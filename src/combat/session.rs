//! One attacker/weapon/defender selection and its phase results
//!
//! The session is owned by the caller and passed around explicitly. Any
//! change of selection throws away the recorded phases.

use crate::combat::carriers::resolve_carrier_count;
use crate::combat::expected::ExpectedOutcome;
use crate::combat::ledger::{PhaseLedger, PhaseSlot};
use crate::combat::modifiers::ModifierState;
use crate::combat::pipeline::PhaseRoller;
use crate::combat::profile::AttackProfile;
use crate::combat::result::PhaseResult;
use crate::core::config::EngineConfig;
use crate::core::error::{AttackError, Result};
use crate::core::types::{Phase, Section};
use crate::dice::RandomSource;
use crate::records::{UnitRecord, WeaponRecord};

#[derive(Debug, Clone)]
pub struct AttackSession {
    config: EngineConfig,
    attacker: UnitRecord,
    section: Section,
    weapon: WeaponRecord,
    defender: Option<UnitRecord>,
    models_in_range: u32,
    modifiers: ModifierState,
    ledger: PhaseLedger,
}

impl AttackSession {
    /// Start a session; models in range default to the weapon's carriers
    ///
    /// Fails with [`AttackError::InvalidConfig`] when the config does not validate.
    pub fn new(
        config: EngineConfig,
        attacker: UnitRecord,
        section: Section,
        weapon: WeaponRecord,
    ) -> Result<Self> {
        config.validate().map_err(AttackError::InvalidConfig)?;
        let models_in_range = resolve_carrier_count(&attacker, &weapon);
        let modifiers = ModifierState::from_weapon(&weapon, &config);
        Ok(Self {
            config,
            attacker,
            section,
            weapon,
            defender: None,
            models_in_range,
            modifiers,
            ledger: PhaseLedger::new(),
        })
    }

    /// Start a session on a weapon picked by name from the attacker's grouped profiles
    pub fn for_weapon(config: EngineConfig, attacker: UnitRecord, weapon_name: &str) -> Result<Self> {
        let grouped = attacker.grouped_weapons();
        let (section, weapon) = grouped
            .find(weapon_name)
            .map(|(section, weapon)| (section, weapon.clone()))
            .ok_or_else(|| AttackError::WeaponNotFound(weapon_name.to_string()))?;
        Self::new(config, attacker, section, weapon)
    }

    pub fn config(&self) -> &EngineConfig {
        &self.config
    }

    pub fn attacker(&self) -> &UnitRecord {
        &self.attacker
    }

    pub fn weapon(&self) -> &WeaponRecord {
        &self.weapon
    }

    pub fn section(&self) -> Section {
        self.section
    }

    pub fn defender(&self) -> Option<&UnitRecord> {
        self.defender.as_ref()
    }

    pub fn models_in_range(&self) -> u32 {
        self.models_in_range
    }

    pub fn modifiers(&self) -> ModifierState {
        self.modifiers
    }

    pub fn ledger(&self) -> &PhaseLedger {
        &self.ledger
    }

    /// Switch weapon (and section); resets models in range and modifiers
    pub fn select_weapon(&mut self, section: Section, weapon: WeaponRecord) {
        self.models_in_range = resolve_carrier_count(&self.attacker, &weapon);
        self.modifiers = ModifierState::from_weapon(&weapon, &self.config);
        self.section = section;
        self.weapon = weapon;
        self.selection_changed("weapon");
    }

    pub fn set_attacker(&mut self, attacker: UnitRecord) {
        self.models_in_range = resolve_carrier_count(&attacker, &self.weapon);
        self.attacker = attacker;
        self.selection_changed("attacker");
    }

    pub fn set_defender(&mut self, defender: Option<UnitRecord>) {
        self.defender = defender;
        self.selection_changed("defender");
    }

    /// Models actually in range; never below 1. Recorded phases are kept.
    pub fn set_models_in_range(&mut self, models: u32) {
        self.models_in_range = models.max(1);
    }

    /// Replace modifiers; sustained is capped by the config
    pub fn set_modifiers(&mut self, modifiers: ModifierState) {
        self.modifiers = modifiers.clamped(&self.config);
    }

    /// Resolved targets and descriptors for the current selection
    pub fn profile(&self) -> AttackProfile {
        AttackProfile::resolve(
            &self.attacker,
            &self.weapon,
            self.section,
            self.defender.as_ref(),
            self.models_in_range,
        )
    }

    /// Roll a phase; downstream results are discarded, upstream ones kept
    pub fn roll(&mut self, phase: Phase, dice: &mut dyn RandomSource) -> &PhaseResult {
        let profile = self.profile();
        let roller = PhaseRoller::new(&profile, self.modifiers, &self.config);
        roller.roll(&mut self.ledger, phase, dice)
    }

    /// Fresh roll of all five phases
    pub fn roll_all(&mut self, dice: &mut dyn RandomSource) -> &PhaseLedger {
        let profile = self.profile();
        let roller = PhaseRoller::new(&profile, self.modifiers, &self.config);
        roller.roll_all(&mut self.ledger, dice)
    }

    pub fn result(&self, phase: Phase) -> Option<&PhaseResult> {
        self.ledger.get(phase)
    }

    pub fn slot(&self, phase: Phase) -> PhaseSlot<'_> {
        self.ledger.slot(phase)
    }

    pub fn clear(&mut self) {
        self.ledger.clear();
    }

    /// Expected outcome; reads the selection only and never touches results
    pub fn expected(&self) -> ExpectedOutcome {
        ExpectedOutcome::from_profile(&self.profile())
    }

    fn selection_changed(&mut self, what: &str) {
        if !self.ledger.is_empty() {
            tracing::debug!(changed = what, "selection changed; clearing phase results");
        }
        self.ledger.clear();
    }
}
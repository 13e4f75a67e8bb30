//! Unit records as resolved by the roster collaborator
//!
//! Leader attachment has already been merged in by the time a unit reaches
//! the engine; keywords and abilities here are the combined set.

use crate::core::error::{AttackError, Result};
use crate::core::types::TargetNumber;
use crate::records::fields::{as_count, as_digit, as_strings, as_text, lookup, UnitField};
use crate::records::weapon::{group_weapons, GroupedWeapons, WeaponRecord};
use serde::{Deserialize, Serialize};
use serde_json::Value;
use std::collections::BTreeMap;

/// Named ability with free-form rules text
#[derive(Debug, Clone, Default, PartialEq, Eq, Serialize, Deserialize)]
#[serde(default)]
pub struct Ability {
    pub name: String,
    pub description: String,
}

/// A unit on either side of an attack
#[derive(Debug, Clone, Default, PartialEq, Eq, Serialize, Deserialize)]
#[serde(default)]
pub struct UnitRecord {
    pub id: Option<String>,
    pub name: String,
    /// Nominal model count
    pub models: u32,
    /// Models still on the table, when tracked
    pub current_models: Option<u32>,
    pub toughness: Option<u32>,
    pub strength: Option<u32>,
    /// Raw armour save as listed ("3+", "3")
    pub armour_save: Option<String>,
    /// Raw invulnerable save as listed
    pub invulnerable_save: Option<String>,
    pub ballistic_skill: Option<u8>,
    pub weapon_skill: Option<u8>,
    pub abilities: Vec<Ability>,
    pub keywords: Vec<String>,
    pub weapons: Vec<WeaponRecord>,
    /// Explicit carriers per weapon name
    pub weapon_carriers: BTreeMap<String, u32>,
}

impl UnitRecord {
    /// Decode a unit from roster JSON using the canonical field resolvers
    pub fn from_json(value: &Value) -> Result<Self> {
        let record = value
            .as_object()
            .ok_or_else(|| AttackError::InvalidRecord(format!("unit is not an object: {}", value)))?;

        let text = |field: UnitField| lookup(record, field).and_then(as_text);
        let count = |field: UnitField| lookup(record, field).and_then(as_count);
        let digit = |field: UnitField| lookup(record, field).and_then(as_digit);

        let weapons = match lookup(record, UnitField::Weapons) {
            Some(Value::Array(items)) => items
                .iter()
                .filter_map(Value::as_object)
                .map(WeaponRecord::from_map)
                .collect(),
            _ => Vec::new(),
        };

        let abilities = match lookup(record, UnitField::Abilities) {
            Some(Value::Array(items)) => items.iter().filter_map(ability_from_json).collect(),
            _ => Vec::new(),
        };

        let weapon_carriers = match lookup(record, UnitField::WeaponCarriers) {
            Some(Value::Object(map)) => map
                .iter()
                .filter(|(_, v)| v.is_number())
                .filter_map(|(k, v)| as_count(v).map(|c| (k.clone(), c)))
                .collect(),
            _ => BTreeMap::new(),
        };

        Ok(Self {
            id: text(UnitField::Id),
            name: text(UnitField::Name).unwrap_or_default(),
            models: count(UnitField::Models).unwrap_or(1),
            current_models: count(UnitField::CurrentModels),
            toughness: count(UnitField::Toughness).filter(|&t| t > 0),
            strength: count(UnitField::Strength).filter(|&s| s > 0),
            armour_save: text(UnitField::ArmourSave),
            invulnerable_save: text(UnitField::InvulnerableSave),
            ballistic_skill: digit(UnitField::BallisticSkill),
            weapon_skill: digit(UnitField::WeaponSkill),
            abilities,
            keywords: as_strings(lookup(record, UnitField::Keywords)),
            weapons,
            weapon_carriers,
        })
    }

    /// Decode a unit from a JSON document
    pub fn from_json_str(json: &str) -> Result<Self> {
        let value: Value = serde_json::from_str(json)?;
        Self::from_json(&value)
    }

    /// Models present: current if tracked, otherwise nominal; never below 1
    pub fn current_model_count(&self) -> u32 {
        self.current_models.unwrap_or(self.models).max(1)
    }

    pub fn armour_save_target(&self) -> Option<TargetNumber> {
        self.armour_save.as_deref().and_then(parse_save)
    }

    /// Listed invulnerable save, else one inferred from ability text
    pub fn invulnerable_save_target(&self) -> Option<TargetNumber> {
        self.invulnerable_save
            .as_deref()
            .and_then(parse_save)
            .or_else(|| infer_invulnerable(&self.abilities))
    }

    /// Weapon profiles with duplicates merged, split by section
    pub fn grouped_weapons(&self) -> GroupedWeapons {
        group_weapons(&self.weapons)
    }

    pub fn has_keyword(&self, keyword: &str) -> bool {
        self.keywords.iter().any(|k| k.eq_ignore_ascii_case(keyword))
    }
}

fn ability_from_json(value: &Value) -> Option<Ability> {
    match value {
        Value::Object(map) => Some(Ability {
            name: map.get("name").and_then(as_text).unwrap_or_default(),
            description: map.get("description").and_then(as_text).unwrap_or_default(),
        }),
        Value::String(name) => Some(Ability {
            name: name.clone(),
            description: String::new(),
        }),
        _ => None,
    }
}

/// First digit of a save characteristic, clamped to `[2, 6]`; 0 or none is absent
pub fn parse_save(text: &str) -> Option<TargetNumber> {
    let digit = text.trim().chars().find_map(|c| c.to_digit(10))?;
    if digit == 0 {
        return None;
    }
    Some(TargetNumber::clamped(digit as i64))
}

/// Invulnerable save from abilities mentioning it (or a daemonic save)
pub fn infer_invulnerable(abilities: &[Ability]) -> Option<TargetNumber> {
    abilities.iter().find_map(|ability| {
        let name = ability.name.to_lowercase();
        let description = ability.description.to_lowercase();
        let relevant = name.contains("invulnerable")
            || description.contains("invulnerable")
            || mentions_daemonic_save(&description);
        if relevant {
            first_plus_digit(&ability.description).and_then(|d| TargetNumber::within_range(d as i64))
        } else {
            None
        }
    })
}

/// "daemon save", "daemonic save", with any spacing before "save"
fn mentions_daemonic_save(lower: &str) -> bool {
    lower.match_indices("daemon").any(|(idx, word)| {
        let rest = &lower[idx + word.len()..];
        let rest = rest.strip_prefix("ic").unwrap_or(rest);
        rest.trim_start().starts_with("save")
    })
}

/// First digit that is followed (after optional spaces) by '+'
fn first_plus_digit(text: &str) -> Option<u32> {
    let chars: Vec<char> = text.chars().collect();
    chars.iter().enumerate().find_map(|(i, c)| {
        let digit = c.to_digit(10)?;
        let next = chars[i + 1..].iter().find(|c| !c.is_whitespace());
        (next == Some(&'+')).then_some(digit)
    })
}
§
* [Problem details] Lines containing the word "clamped" must be found in the data above and copied.

* [Output]
        self.modifiers = modifiers.clamped(&self.config);
/// First digit of a save characteristic, clamped to `[2, 6]`; 0 or none is absent
    Some(TargetNumber::clamped(digit as i64))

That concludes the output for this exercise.